Give the count of lines in the entries below that contain the string "transformations", and only that count.

▶ Data records:

================

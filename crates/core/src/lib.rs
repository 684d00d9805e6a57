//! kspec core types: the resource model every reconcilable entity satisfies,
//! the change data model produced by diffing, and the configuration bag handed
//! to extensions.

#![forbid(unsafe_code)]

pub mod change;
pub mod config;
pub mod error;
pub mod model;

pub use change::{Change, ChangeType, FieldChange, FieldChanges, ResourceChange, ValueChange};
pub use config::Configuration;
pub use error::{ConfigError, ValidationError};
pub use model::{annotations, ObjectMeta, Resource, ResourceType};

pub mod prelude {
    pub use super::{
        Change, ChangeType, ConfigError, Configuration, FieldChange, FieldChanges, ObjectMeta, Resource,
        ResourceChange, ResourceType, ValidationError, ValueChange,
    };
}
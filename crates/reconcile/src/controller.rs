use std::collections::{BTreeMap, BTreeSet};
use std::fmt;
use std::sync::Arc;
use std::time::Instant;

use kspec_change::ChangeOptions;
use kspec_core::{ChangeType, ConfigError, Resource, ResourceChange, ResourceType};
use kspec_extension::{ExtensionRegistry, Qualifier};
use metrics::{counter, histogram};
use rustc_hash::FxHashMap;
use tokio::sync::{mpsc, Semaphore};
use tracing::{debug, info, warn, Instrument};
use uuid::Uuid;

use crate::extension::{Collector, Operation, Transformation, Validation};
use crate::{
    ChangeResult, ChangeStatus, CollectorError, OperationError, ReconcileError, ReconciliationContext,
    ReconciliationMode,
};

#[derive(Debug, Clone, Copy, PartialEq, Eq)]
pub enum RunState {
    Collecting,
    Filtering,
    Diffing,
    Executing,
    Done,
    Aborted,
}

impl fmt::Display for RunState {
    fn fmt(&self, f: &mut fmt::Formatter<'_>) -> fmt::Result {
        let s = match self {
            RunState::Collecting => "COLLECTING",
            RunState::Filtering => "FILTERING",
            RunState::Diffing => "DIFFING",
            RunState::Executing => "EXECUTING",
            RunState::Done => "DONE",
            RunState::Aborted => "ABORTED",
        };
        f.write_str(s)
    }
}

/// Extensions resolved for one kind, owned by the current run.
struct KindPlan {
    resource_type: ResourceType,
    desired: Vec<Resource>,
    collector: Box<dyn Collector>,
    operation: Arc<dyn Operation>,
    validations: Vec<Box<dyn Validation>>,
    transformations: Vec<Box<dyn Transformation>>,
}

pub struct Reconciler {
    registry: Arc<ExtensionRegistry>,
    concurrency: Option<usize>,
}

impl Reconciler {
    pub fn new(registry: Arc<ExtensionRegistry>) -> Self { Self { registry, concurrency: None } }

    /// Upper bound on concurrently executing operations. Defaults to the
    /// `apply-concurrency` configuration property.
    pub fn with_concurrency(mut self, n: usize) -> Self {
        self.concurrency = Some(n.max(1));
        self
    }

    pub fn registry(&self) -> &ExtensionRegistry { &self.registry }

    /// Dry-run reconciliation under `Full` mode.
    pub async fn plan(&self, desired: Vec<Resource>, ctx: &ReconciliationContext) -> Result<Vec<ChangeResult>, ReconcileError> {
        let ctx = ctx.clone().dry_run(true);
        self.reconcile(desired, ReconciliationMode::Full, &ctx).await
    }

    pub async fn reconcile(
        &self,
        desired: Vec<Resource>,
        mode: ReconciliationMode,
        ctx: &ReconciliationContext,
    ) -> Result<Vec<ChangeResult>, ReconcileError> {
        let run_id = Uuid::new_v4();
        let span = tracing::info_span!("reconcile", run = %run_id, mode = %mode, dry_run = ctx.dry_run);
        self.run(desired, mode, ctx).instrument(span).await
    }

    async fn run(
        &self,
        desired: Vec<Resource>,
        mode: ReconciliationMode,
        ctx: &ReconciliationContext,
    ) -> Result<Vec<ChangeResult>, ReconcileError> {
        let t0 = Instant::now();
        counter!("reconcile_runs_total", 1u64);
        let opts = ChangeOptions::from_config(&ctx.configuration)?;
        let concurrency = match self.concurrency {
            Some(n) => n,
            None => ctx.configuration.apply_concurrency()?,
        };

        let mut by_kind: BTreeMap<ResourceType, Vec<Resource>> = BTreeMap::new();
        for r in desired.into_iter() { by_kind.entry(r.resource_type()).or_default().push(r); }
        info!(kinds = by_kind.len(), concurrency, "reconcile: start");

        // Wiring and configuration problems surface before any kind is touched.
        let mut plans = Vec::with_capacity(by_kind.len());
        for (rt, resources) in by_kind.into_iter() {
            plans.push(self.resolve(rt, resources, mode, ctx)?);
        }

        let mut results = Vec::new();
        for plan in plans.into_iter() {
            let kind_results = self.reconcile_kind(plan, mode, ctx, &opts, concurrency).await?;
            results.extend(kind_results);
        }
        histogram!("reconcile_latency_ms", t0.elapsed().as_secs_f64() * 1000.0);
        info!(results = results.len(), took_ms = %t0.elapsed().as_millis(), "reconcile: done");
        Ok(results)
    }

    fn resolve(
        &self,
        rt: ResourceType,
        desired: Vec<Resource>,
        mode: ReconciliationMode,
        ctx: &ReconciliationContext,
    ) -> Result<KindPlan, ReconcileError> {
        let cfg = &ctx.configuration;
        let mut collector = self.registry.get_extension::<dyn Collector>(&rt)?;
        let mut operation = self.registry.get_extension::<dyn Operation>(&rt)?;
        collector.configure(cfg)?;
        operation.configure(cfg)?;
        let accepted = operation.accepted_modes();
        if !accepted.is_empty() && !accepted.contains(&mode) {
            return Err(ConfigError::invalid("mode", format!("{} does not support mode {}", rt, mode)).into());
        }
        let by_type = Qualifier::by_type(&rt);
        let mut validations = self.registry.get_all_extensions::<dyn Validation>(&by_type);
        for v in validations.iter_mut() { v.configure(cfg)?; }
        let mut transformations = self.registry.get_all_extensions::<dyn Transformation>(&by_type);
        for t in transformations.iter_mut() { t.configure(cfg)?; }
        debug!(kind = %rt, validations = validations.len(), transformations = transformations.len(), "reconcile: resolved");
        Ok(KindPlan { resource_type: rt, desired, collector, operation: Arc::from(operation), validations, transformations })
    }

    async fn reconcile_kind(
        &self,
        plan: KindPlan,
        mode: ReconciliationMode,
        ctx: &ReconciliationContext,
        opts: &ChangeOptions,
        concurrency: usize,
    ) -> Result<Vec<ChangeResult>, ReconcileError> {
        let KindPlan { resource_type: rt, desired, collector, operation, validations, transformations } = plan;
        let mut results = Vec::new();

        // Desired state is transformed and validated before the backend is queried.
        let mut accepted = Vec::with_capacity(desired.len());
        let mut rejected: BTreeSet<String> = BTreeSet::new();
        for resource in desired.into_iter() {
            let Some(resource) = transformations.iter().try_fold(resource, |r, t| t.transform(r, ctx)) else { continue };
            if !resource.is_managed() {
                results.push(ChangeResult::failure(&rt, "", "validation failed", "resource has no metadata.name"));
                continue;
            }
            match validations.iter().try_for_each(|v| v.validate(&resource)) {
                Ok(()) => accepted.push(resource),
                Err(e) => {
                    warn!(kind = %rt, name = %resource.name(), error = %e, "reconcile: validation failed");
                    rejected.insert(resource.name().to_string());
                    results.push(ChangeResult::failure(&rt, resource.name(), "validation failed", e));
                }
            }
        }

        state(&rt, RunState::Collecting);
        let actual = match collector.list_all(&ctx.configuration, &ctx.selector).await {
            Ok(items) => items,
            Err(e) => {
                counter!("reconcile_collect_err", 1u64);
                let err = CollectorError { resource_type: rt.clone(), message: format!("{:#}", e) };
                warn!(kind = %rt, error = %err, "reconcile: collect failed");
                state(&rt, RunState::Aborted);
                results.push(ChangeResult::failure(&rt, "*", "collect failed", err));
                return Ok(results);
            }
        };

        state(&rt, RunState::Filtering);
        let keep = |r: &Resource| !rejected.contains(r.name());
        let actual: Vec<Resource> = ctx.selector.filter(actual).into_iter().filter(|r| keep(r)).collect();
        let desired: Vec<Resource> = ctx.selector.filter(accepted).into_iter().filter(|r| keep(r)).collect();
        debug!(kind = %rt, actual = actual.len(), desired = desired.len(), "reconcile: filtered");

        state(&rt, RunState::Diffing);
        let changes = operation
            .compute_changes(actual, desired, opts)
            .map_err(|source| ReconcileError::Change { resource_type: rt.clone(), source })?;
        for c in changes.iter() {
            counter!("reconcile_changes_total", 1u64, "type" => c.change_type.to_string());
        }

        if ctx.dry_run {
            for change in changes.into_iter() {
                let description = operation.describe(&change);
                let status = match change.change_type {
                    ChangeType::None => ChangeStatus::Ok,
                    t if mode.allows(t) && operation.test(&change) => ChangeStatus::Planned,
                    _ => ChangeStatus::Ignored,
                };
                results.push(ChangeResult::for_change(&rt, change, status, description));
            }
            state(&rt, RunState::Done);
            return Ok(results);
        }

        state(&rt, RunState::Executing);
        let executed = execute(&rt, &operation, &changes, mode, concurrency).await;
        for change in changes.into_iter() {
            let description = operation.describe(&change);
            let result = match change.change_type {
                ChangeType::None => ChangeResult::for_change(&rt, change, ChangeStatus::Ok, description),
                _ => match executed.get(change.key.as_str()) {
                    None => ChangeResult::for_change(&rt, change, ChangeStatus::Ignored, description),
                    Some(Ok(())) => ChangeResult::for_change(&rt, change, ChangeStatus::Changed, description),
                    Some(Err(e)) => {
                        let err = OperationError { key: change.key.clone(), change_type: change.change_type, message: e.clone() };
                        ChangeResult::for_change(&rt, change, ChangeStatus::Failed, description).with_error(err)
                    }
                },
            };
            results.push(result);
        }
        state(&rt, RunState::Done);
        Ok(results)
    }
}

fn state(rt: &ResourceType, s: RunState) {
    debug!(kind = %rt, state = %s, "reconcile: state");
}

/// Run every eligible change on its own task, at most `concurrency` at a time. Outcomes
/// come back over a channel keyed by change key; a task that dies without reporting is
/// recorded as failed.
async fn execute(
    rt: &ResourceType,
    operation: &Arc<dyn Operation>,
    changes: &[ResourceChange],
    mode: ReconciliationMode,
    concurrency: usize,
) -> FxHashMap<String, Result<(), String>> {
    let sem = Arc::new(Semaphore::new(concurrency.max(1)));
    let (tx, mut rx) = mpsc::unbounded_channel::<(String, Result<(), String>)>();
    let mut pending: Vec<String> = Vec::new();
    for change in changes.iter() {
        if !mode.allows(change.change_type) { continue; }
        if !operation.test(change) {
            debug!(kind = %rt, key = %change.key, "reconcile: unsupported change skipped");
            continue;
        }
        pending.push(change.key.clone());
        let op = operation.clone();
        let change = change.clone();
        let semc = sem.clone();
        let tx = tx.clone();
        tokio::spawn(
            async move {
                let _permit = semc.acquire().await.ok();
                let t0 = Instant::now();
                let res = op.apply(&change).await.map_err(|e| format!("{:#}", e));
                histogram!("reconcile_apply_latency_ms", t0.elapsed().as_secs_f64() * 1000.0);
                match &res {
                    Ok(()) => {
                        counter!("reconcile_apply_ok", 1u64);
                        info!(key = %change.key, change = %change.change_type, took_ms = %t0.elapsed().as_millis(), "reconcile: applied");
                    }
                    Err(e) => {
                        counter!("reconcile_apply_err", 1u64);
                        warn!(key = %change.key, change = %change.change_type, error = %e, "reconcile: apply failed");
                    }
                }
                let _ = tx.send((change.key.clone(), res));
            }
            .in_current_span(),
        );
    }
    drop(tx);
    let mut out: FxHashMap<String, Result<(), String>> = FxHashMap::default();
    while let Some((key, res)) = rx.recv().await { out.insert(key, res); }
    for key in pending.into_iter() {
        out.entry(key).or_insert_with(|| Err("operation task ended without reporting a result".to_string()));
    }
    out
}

================

▶ Reply: 7